Stored data entries
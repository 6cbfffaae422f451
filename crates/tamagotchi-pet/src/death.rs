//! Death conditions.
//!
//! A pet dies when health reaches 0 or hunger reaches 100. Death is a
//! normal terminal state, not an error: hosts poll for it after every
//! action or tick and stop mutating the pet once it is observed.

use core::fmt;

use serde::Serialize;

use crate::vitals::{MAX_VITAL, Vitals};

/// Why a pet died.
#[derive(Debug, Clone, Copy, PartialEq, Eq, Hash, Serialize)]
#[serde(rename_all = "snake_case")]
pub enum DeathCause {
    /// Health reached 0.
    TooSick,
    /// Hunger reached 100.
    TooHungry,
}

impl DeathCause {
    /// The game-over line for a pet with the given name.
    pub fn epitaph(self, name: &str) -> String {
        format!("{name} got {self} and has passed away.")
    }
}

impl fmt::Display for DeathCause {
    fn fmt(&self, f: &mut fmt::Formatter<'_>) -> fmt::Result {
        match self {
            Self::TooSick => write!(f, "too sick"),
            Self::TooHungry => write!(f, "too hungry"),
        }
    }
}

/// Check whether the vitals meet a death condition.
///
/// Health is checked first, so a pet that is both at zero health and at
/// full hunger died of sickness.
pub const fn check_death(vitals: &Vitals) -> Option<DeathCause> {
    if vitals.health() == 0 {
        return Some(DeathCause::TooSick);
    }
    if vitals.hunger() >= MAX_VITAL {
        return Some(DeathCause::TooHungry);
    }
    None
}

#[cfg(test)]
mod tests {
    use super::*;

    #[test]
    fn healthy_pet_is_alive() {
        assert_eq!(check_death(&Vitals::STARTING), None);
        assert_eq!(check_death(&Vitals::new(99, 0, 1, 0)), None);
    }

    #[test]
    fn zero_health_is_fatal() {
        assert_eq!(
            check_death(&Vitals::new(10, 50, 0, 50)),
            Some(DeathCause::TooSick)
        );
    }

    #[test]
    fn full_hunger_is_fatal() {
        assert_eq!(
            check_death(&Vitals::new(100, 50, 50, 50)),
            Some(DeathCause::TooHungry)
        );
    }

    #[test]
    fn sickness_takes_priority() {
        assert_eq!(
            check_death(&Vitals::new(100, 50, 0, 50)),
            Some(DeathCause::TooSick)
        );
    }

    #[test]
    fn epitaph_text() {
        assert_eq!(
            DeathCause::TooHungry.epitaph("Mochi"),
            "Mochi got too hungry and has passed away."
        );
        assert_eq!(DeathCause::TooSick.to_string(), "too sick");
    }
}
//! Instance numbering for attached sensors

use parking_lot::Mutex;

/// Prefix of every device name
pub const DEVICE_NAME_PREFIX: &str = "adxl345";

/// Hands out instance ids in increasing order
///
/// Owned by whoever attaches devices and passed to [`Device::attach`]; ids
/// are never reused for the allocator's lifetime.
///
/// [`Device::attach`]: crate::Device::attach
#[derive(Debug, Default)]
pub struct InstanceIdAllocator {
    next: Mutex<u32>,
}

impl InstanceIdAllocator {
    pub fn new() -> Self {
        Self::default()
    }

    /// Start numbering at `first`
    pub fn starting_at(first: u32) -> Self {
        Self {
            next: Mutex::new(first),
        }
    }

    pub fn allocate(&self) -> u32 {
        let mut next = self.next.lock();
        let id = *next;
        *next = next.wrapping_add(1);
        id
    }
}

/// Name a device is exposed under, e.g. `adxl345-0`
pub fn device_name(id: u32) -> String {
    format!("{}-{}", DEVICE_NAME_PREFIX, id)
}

==

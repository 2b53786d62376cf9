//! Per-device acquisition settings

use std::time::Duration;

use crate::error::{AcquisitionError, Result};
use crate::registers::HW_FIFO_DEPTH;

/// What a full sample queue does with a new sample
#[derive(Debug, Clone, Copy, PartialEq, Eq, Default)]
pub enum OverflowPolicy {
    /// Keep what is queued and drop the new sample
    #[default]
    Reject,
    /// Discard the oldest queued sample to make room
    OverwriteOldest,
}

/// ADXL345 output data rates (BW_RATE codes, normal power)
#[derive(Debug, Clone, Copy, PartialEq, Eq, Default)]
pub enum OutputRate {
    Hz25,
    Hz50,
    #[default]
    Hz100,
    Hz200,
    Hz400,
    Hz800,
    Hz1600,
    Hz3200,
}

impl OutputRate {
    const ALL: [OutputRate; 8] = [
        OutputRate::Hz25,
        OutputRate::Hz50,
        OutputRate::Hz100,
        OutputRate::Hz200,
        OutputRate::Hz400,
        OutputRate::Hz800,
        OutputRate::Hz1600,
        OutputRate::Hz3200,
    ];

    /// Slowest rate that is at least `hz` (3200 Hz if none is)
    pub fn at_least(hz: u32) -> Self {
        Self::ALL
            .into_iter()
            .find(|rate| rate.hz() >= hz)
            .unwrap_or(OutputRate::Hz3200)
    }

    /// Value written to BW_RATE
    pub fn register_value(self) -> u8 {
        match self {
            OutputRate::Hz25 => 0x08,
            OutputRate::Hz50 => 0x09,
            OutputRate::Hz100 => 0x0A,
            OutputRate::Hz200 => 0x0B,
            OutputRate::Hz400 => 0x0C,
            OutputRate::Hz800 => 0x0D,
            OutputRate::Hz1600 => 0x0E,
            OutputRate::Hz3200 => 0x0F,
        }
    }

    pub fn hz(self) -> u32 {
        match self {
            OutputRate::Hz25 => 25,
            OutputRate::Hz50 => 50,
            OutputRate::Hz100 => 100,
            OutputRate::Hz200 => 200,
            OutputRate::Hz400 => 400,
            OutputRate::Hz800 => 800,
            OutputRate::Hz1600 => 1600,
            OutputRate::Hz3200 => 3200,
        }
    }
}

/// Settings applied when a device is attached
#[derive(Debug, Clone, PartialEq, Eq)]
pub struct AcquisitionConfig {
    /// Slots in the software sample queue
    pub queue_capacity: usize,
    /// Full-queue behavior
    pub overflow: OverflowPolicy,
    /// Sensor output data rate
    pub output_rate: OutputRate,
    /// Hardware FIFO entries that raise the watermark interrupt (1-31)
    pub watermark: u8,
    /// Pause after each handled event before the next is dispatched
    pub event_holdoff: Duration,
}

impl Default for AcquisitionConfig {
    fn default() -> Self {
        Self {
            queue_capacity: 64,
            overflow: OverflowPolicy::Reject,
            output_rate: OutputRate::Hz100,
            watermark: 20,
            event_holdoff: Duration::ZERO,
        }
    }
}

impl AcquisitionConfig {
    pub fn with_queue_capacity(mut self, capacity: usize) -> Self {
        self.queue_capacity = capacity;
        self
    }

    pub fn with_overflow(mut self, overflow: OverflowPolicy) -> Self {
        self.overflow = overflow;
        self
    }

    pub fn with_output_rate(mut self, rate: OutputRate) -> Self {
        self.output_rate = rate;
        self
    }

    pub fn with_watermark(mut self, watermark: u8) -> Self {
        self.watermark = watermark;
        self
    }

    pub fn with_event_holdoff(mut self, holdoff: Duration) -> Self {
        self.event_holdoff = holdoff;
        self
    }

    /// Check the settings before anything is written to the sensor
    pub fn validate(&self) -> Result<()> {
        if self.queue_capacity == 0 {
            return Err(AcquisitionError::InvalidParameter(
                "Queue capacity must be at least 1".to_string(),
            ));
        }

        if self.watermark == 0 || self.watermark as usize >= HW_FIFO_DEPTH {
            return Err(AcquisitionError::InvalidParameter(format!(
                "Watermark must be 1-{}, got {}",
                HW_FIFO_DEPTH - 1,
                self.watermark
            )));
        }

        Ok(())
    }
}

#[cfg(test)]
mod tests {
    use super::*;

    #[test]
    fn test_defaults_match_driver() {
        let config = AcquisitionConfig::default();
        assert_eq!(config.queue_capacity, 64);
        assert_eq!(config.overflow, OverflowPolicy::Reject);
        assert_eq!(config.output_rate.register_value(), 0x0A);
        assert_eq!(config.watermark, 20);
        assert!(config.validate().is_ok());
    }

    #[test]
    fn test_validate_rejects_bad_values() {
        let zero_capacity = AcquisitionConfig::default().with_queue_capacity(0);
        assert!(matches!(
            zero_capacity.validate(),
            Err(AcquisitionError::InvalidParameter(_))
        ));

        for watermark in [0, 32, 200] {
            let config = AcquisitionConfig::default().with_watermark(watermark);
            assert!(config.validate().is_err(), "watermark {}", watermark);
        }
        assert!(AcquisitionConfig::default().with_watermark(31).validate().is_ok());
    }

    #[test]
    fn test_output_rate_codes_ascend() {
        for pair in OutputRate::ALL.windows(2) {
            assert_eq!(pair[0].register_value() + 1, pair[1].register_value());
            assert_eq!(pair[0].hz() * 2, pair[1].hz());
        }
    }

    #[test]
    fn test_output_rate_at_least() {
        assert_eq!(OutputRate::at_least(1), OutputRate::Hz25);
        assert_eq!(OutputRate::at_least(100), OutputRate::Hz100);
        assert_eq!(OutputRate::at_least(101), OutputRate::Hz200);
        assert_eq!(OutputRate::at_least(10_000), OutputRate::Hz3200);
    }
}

* * *

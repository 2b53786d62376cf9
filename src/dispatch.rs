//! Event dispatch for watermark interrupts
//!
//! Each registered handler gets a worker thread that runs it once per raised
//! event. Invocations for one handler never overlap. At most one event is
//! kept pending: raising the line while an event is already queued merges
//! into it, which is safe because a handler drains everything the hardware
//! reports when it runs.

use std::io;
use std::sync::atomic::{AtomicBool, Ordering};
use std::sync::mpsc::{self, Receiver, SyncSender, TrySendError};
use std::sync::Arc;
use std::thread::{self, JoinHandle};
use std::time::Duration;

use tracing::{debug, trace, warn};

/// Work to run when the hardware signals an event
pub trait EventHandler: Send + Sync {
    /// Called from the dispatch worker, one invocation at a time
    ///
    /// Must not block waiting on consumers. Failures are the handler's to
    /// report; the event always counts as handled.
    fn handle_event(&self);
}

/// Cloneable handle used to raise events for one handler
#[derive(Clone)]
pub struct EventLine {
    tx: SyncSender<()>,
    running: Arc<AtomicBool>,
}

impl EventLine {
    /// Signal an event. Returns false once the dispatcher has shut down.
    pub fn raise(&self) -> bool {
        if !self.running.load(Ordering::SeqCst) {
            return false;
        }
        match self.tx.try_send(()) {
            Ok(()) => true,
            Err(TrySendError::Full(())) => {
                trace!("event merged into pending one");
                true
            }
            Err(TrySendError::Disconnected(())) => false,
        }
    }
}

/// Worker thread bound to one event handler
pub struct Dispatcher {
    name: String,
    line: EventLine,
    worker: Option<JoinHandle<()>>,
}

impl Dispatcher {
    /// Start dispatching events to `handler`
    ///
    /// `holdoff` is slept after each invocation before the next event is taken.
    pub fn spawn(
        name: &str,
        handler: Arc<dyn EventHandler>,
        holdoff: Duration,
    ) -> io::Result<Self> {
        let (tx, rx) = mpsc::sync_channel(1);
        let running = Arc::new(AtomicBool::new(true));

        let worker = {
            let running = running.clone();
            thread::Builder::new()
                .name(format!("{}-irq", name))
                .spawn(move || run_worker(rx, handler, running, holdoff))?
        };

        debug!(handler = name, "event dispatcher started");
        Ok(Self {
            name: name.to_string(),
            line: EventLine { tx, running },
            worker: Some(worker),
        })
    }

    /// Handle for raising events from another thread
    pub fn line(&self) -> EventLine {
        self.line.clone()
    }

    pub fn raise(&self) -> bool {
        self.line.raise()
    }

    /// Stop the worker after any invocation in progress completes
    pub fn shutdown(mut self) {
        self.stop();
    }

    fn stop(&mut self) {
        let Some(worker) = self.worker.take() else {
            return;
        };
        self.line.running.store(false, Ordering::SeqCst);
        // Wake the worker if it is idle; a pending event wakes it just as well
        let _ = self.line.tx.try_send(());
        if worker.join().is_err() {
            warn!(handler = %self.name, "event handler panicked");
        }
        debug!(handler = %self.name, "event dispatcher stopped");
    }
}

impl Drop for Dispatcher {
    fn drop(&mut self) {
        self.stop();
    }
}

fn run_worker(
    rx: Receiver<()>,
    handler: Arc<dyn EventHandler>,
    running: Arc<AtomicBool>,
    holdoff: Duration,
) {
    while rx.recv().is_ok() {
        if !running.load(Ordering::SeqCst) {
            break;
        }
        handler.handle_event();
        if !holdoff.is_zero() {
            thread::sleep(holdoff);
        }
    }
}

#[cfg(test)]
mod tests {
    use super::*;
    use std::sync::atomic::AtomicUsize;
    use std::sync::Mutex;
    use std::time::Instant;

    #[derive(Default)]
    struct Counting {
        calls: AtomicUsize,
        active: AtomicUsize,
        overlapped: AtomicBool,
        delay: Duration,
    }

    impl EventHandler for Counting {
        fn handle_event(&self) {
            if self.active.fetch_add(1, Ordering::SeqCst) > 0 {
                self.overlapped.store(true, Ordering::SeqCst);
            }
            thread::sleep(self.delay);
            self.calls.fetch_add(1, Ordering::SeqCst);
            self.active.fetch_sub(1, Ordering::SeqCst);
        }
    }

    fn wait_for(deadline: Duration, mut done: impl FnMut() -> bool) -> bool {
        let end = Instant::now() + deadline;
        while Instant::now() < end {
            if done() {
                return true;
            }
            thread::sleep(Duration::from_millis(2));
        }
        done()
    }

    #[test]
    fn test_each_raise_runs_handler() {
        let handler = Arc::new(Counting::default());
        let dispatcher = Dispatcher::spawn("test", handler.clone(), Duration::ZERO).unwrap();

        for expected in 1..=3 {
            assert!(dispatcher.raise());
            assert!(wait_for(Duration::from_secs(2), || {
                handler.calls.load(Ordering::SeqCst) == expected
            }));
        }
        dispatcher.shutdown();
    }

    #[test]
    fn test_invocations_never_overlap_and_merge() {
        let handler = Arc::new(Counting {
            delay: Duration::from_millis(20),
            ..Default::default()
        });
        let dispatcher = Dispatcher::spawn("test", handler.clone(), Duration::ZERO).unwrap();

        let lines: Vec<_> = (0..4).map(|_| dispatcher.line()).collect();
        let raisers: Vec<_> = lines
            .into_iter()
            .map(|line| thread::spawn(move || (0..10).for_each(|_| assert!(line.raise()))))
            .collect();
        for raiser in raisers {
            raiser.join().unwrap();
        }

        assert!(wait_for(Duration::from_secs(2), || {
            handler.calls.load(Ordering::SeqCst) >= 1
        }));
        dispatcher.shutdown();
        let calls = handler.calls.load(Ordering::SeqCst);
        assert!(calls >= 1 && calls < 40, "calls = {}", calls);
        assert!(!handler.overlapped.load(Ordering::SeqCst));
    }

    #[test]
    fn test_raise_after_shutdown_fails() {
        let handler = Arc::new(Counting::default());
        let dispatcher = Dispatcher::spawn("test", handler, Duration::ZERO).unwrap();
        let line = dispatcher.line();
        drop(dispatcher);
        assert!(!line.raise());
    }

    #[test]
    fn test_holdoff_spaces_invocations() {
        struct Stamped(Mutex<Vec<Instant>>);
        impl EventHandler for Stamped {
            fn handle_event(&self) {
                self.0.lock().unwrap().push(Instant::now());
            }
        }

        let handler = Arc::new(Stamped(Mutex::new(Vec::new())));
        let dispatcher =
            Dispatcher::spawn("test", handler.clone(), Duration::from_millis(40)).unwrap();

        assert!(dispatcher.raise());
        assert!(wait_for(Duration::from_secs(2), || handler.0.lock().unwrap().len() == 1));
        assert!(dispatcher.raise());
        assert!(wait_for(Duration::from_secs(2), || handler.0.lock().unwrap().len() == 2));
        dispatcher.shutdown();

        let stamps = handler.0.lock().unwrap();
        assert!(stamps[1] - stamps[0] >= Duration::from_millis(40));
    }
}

Task requirements:
State the number of lines above that hold the word "reached", and say nothing else.

Written response:
2